L’une de vos stratégies était focalisée sur l’hôtellerie. Comment a-t-elle franchi la difficile étape du COVID?

Nous n’investissons pas à proprement parler dans les groupes hôteliers mais détenons les murs (l’immobilier) que nous louons, confiant l’exploitation à des opérateurs de grande envergure. En conséquence, notre stratégie n’a souffert d’aucun défaut malgré le COVID. Le principe est de sélectionner des types d’investissement qui tiennent quelles que soient les circonstances de marché ou macroéconomiques.

Quels sont les avantages que vous percevez dans Le financement des contentieux, une stratégie assez inhabituelle en Europe?

En tant que classe d’actifs, le financement des contentieux offre un potentiel d’investissement totalement décorrélé des marchés financiers plus classiques. C’est à l’heure actuelle une classe d’actifs qui continue à croitre car elle est efficiente pour les sociétés dans la mesure où le financement de contentieux leur permet d’éviter le risque de réputation en externalisant leurs litiges. Il y a encore peu d’acteurs sur ce marché en Europe - les droits anglais et américains se prêtant mieux à la pratique -, mais on commence à l’observer même dans les pays qui appliquent le code Napoléon où il y a plus de demandeurs que d’offre. C’est un marché assez illiquide (2 à 6 ans en moyenne) mais qui offre des rendements intéressants, de 12 à 30%. Toutefois, il ne peut se pratiquer en l’absence de vrais spécialistes.

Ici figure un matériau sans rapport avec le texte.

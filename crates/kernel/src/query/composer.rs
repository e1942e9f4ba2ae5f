//! List endpoint composition.
//!
//! A [`ListEndpoint`] turns the raw parameters of one listing request into a
//! [`ComposedQuery`] through a fixed sequence of stages:
//!
//! `base_collection → filtered → searched → ordered → annotated → final`
//!
//! Endpoints are assembled once at startup; every declaration problem is
//! reported as [`QueryError::Config`] from [`ListEndpointBuilder::build`].

use super::QueryError;
use super::filter_set::{FilterSet, author_filter_set, book_filter_set};
use super::matcher::CompositeSearchMatcher;
use super::params::QueryParams;
use super::schema::{Cardinality, Entity, FieldPath};
use super::types::{Annotation, BOOKS_COUNT, ComposedQuery, Operand, OrderClause, SortDirection};

/// Parameter carrying the requested ordering.
pub const ORDERING_PARAM: &str = "ordering";

/// An allow-listed `ordering` key.
#[derive(Debug, Clone, PartialEq, Eq)]
pub enum OrderingField {
    /// Order by a stored field.
    Field { key: &'static str, path: FieldPath },
    /// Order by an aggregate annotation.
    Annotation {
        key: &'static str,
        annotation: Annotation,
    },
}

impl OrderingField {
    pub fn field(key: &'static str, path: FieldPath) -> Self {
        Self::Field { key, path }
    }

    pub fn annotation(key: &'static str, annotation: Annotation) -> Self {
        Self::Annotation { key, annotation }
    }

    pub fn key(&self) -> &'static str {
        match self {
            Self::Field { key, .. } | Self::Annotation { key, .. } => key,
        }
    }

    fn resolve(&self, entity: Entity) -> Result<Operand, QueryError> {
        match self {
            Self::Field { path, .. } => Ok(Operand::Column(path.resolve(entity)?)),
            Self::Annotation { annotation, .. } => {
                annotation.validate(entity)?;
                Ok(Operand::Annotation(*annotation))
            }
        }
    }
}

/// Builder for a [`ListEndpoint`].
#[derive(Debug)]
pub struct ListEndpointBuilder {
    entity: Entity,
    filter_set: FilterSet,
    search: Option<(&'static str, Vec<FieldPath>)>,
    ordering_fields: Vec<OrderingField>,
    default_ordering: Vec<&'static str>,
    annotations: Vec<Annotation>,
    select_related: Vec<&'static str>,
    prefetch_related: Vec<&'static str>,
}

impl ListEndpointBuilder {
    /// Endpoint-level free-text search read from `param`.
    pub fn search(mut self, param: &'static str, paths: impl IntoIterator<Item = FieldPath>) -> Self {
        self.search = Some((param, paths.into_iter().collect()));
        self
    }

    pub fn ordering_field(mut self, field: OrderingField) -> Self {
        self.ordering_fields.push(field);
        self
    }

    /// Ordering used when the request names no allow-listed key.
    ///
    /// Accepts the same syntax as the `ordering` parameter.
    pub fn default_ordering(mut self, spec: &'static str) -> Self {
        self.default_ordering = split_ordering(spec).collect();
        self
    }

    pub fn annotate(mut self, annotation: Annotation) -> Self {
        self.annotations.push(annotation);
        self
    }

    /// Load a to-one relation in the same query.
    pub fn select_related(mut self, relation: &'static str) -> Self {
        self.select_related.push(relation);
        self
    }

    /// Load a to-many relation with one extra query per page.
    pub fn prefetch_related(mut self, relation: &'static str) -> Self {
        self.prefetch_related.push(relation);
        self
    }

    pub fn build(self) -> Result<ListEndpoint, QueryError> {
        let entity = self.entity;
        if self.filter_set.entity() != entity {
            return Err(QueryError::config(format!(
                "{} filter set attached to {entity} endpoint",
                self.filter_set.entity()
            )));
        }

        let search = self
            .search
            .map(|(param, paths)| CompositeSearchMatcher::new(param, entity, &paths))
            .transpose()?;

        let mut ordering = Vec::with_capacity(self.ordering_fields.len());
        for field in &self.ordering_fields {
            if ordering.iter().any(|(key, _)| *key == field.key()) {
                return Err(QueryError::config(format!(
                    "duplicate ordering key '{}' on {entity}",
                    field.key()
                )));
            }
            ordering.push((field.key(), field.resolve(entity)?));
        }

        let default_ordering = self
            .default_ordering
            .iter()
            .map(|term| {
                order_clause(&ordering, term).ok_or_else(|| {
                    QueryError::config(format!(
                        "default ordering '{term}' is not an allowed ordering on {entity}"
                    ))
                })
            })
            .collect::<Result<Vec<_>, _>>()?;

        for annotation in &self.annotations {
            annotation.validate(entity)?;
        }
        for relation in &self.select_related {
            check_relation(entity, relation, false)?;
        }
        for relation in &self.prefetch_related {
            check_relation(entity, relation, true)?;
        }

        let tie_breaker = OrderClause::asc(Operand::Column(FieldPath::field("id").resolve(entity)?));

        Ok(ListEndpoint {
            entity,
            filter_set: self.filter_set,
            search,
            ordering,
            default_ordering,
            tie_breaker,
            annotations: self.annotations,
            select_related: self.select_related,
            prefetch_related: self.prefetch_related,
        })
    }
}

/// Composes listing queries for one entity.
#[derive(Debug, Clone)]
pub struct ListEndpoint {
    entity: Entity,
    filter_set: FilterSet,
    search: Option<CompositeSearchMatcher>,
    ordering: Vec<(&'static str, Operand)>,
    default_ordering: Vec<OrderClause>,
    tie_breaker: OrderClause,
    annotations: Vec<Annotation>,
    select_related: Vec<&'static str>,
    prefetch_related: Vec<&'static str>,
}

impl ListEndpoint {
    pub fn builder(entity: Entity, filter_set: FilterSet) -> ListEndpointBuilder {
        ListEndpointBuilder {
            entity,
            filter_set,
            search: None,
            ordering_fields: Vec::new(),
            default_ordering: Vec::new(),
            annotations: Vec::new(),
            select_related: Vec::new(),
            prefetch_related: Vec::new(),
        }
    }

    /// `/books/` listing.
    pub fn books() -> Result<Self, QueryError> {
        let title = || FieldPath::field("title");
        let author_name = || FieldPath::related("author", "name");

        Self::builder(Entity::Book, book_filter_set()?)
            .search("search", [title(), author_name()])
            .ordering_field(OrderingField::field("title", title()))
            .ordering_field(OrderingField::field(
                "publication_year",
                FieldPath::field("publication_year"),
            ))
            .ordering_field(OrderingField::field("author__name", author_name()))
            .default_ordering("title")
            .select_related("author")
            .build()
    }

    /// `/authors/` listing.
    pub fn authors() -> Result<Self, QueryError> {
        Self::builder(Entity::Author, author_filter_set()?)
            .search("search", [FieldPath::field("name")])
            .ordering_field(OrderingField::field("name", FieldPath::field("name")))
            .ordering_field(OrderingField::annotation("books_count", BOOKS_COUNT))
            .default_ordering("name")
            .annotate(BOOKS_COUNT)
            .prefetch_related("books")
            .build()
    }

    /// Compose the query for one request.
    pub fn compose(&self, params: &QueryParams) -> Result<ComposedQuery, QueryError> {
        let query = ComposedQuery::new(self.entity);
        tracing::debug!(entity = ?self.entity, stage = "base_collection", "composing list query");

        let query = self.filter_set.apply(query, params)?;
        tracing::debug!(
            entity = ?self.entity,
            stage = "filtered",
            conditions = query.conditions.len(),
            "applied filter set"
        );

        let query = match &self.search {
            Some(search) => search.evaluate_terms(query, params.get(search.param()))?,
            None => query,
        };
        tracing::debug!(
            entity = ?self.entity,
            stage = "searched",
            conditions = query.conditions.len(),
            "applied search terms"
        );

        let query = self.apply_ordering(query, params.get(ORDERING_PARAM));
        tracing::debug!(
            entity = ?self.entity,
            stage = "ordered",
            terms = query.ordering.len(),
            "applied ordering"
        );

        let mut query = query;
        for annotation in &self.annotations {
            query.ensure_annotation(*annotation);
        }
        for relation in &self.select_related {
            query.select_related(relation);
        }
        for relation in &self.prefetch_related {
            query.prefetch_related(relation);
        }
        tracing::debug!(
            entity = ?self.entity,
            stage = "annotated",
            annotations = query.annotations.len(),
            prefetch = ?query.prefetch_related,
            "composed list query"
        );

        Ok(query)
    }

    /// Apply allow-listed ordering terms; unknown keys are skipped.
    fn apply_ordering(&self, mut query: ComposedQuery, raw: Option<&str>) -> ComposedQuery {
        let mut clauses: Vec<OrderClause> = Vec::new();
        for term in raw.map(split_ordering).into_iter().flatten() {
            match order_clause(&self.ordering, term) {
                Some(clause) if !clauses.iter().any(|c| c.target == clause.target) => {
                    clauses.push(clause);
                }
                Some(_) => {}
                None => tracing::debug!(entity = ?self.entity, term, "ignoring unknown ordering key"),
            }
        }
        if clauses.is_empty() {
            clauses.clone_from(&self.default_ordering);
        }

        for clause in clauses {
            if let Operand::Annotation(annotation) = clause.target {
                query.ensure_annotation(annotation);
            }
            query.order_by(clause);
        }
        query.order_by(self.tie_breaker);
        query
    }
}

fn split_ordering(raw: &str) -> impl Iterator<Item = &str> {
    raw.split(',').map(str::trim).filter(|t| !t.is_empty())
}

/// Parse one `[-]key` term against the allow-list.
fn order_clause(allowed: &[(&'static str, Operand)], term: &str) -> Option<OrderClause> {
    let (key, direction) = match term.strip_prefix('-') {
        Some(key) => (key, SortDirection::Desc),
        None => (term, SortDirection::Asc),
    };
    allowed
        .iter()
        .find(|(allowed_key, _)| *allowed_key == key)
        .map(|(_, target)| OrderClause {
            target: *target,
            direction,
            nulls: None,
        })
}

fn check_relation(entity: Entity, name: &str, to_many: bool) -> Result<(), QueryError> {
    let relation = entity
        .schema()
        .relation(name)
        .ok_or_else(|| QueryError::config(format!("{entity} has no relation '{name}'")))?;
    let is_to_many = matches!(relation.cardinality, Cardinality::ToMany { .. });
    if is_to_many != to_many {
        let expected = if to_many { "prefetched" } else { "selected" };
        return Err(QueryError::config(format!(
            "relation '{name}' on {entity} cannot be {expected}"
        )));
    }
    Ok(())
}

Syz Capital est né il y a quatre ans. Où en êtes-vous aujourd’hui?

Avec un peu mois de 2 milliards, nous faisons partie des «gérants de petite à moyenne taille» du private equity1, ce qui nous donne beaucoup de flexibilité et nous permet de nous développer sur des marchés de niche extrêmement rentables. Les prochaines étapes seront hors de Suisse. En Asie où il existe un fort potentiel de sociétés familiales en fin de «première génération» qui cherchent un appui. L’Asie du Sud-est, plus particulièrement, offre un marché très dynamique et nous avons déjà un partenaire à Singapour où nous cherchons à établir une équipe. Notre autre objectif est de nous installer à Londres. Ces deux étapes font partie de notre plan stratégique à 3 ans mais sans aucune date butoir pour le moment.

Quel est, selon vous, le paramètre le plus important de votre activité?

Notre actif principal, ce sont les personnes. Le contact est la substance de notre métier car la compréhension des circonstances personnelles de nos interlocuteurs joue un rôle fondamental.

 

1 Les «gérants petits et moyens» maitrisent des actifs jusqu’à 50 milliards.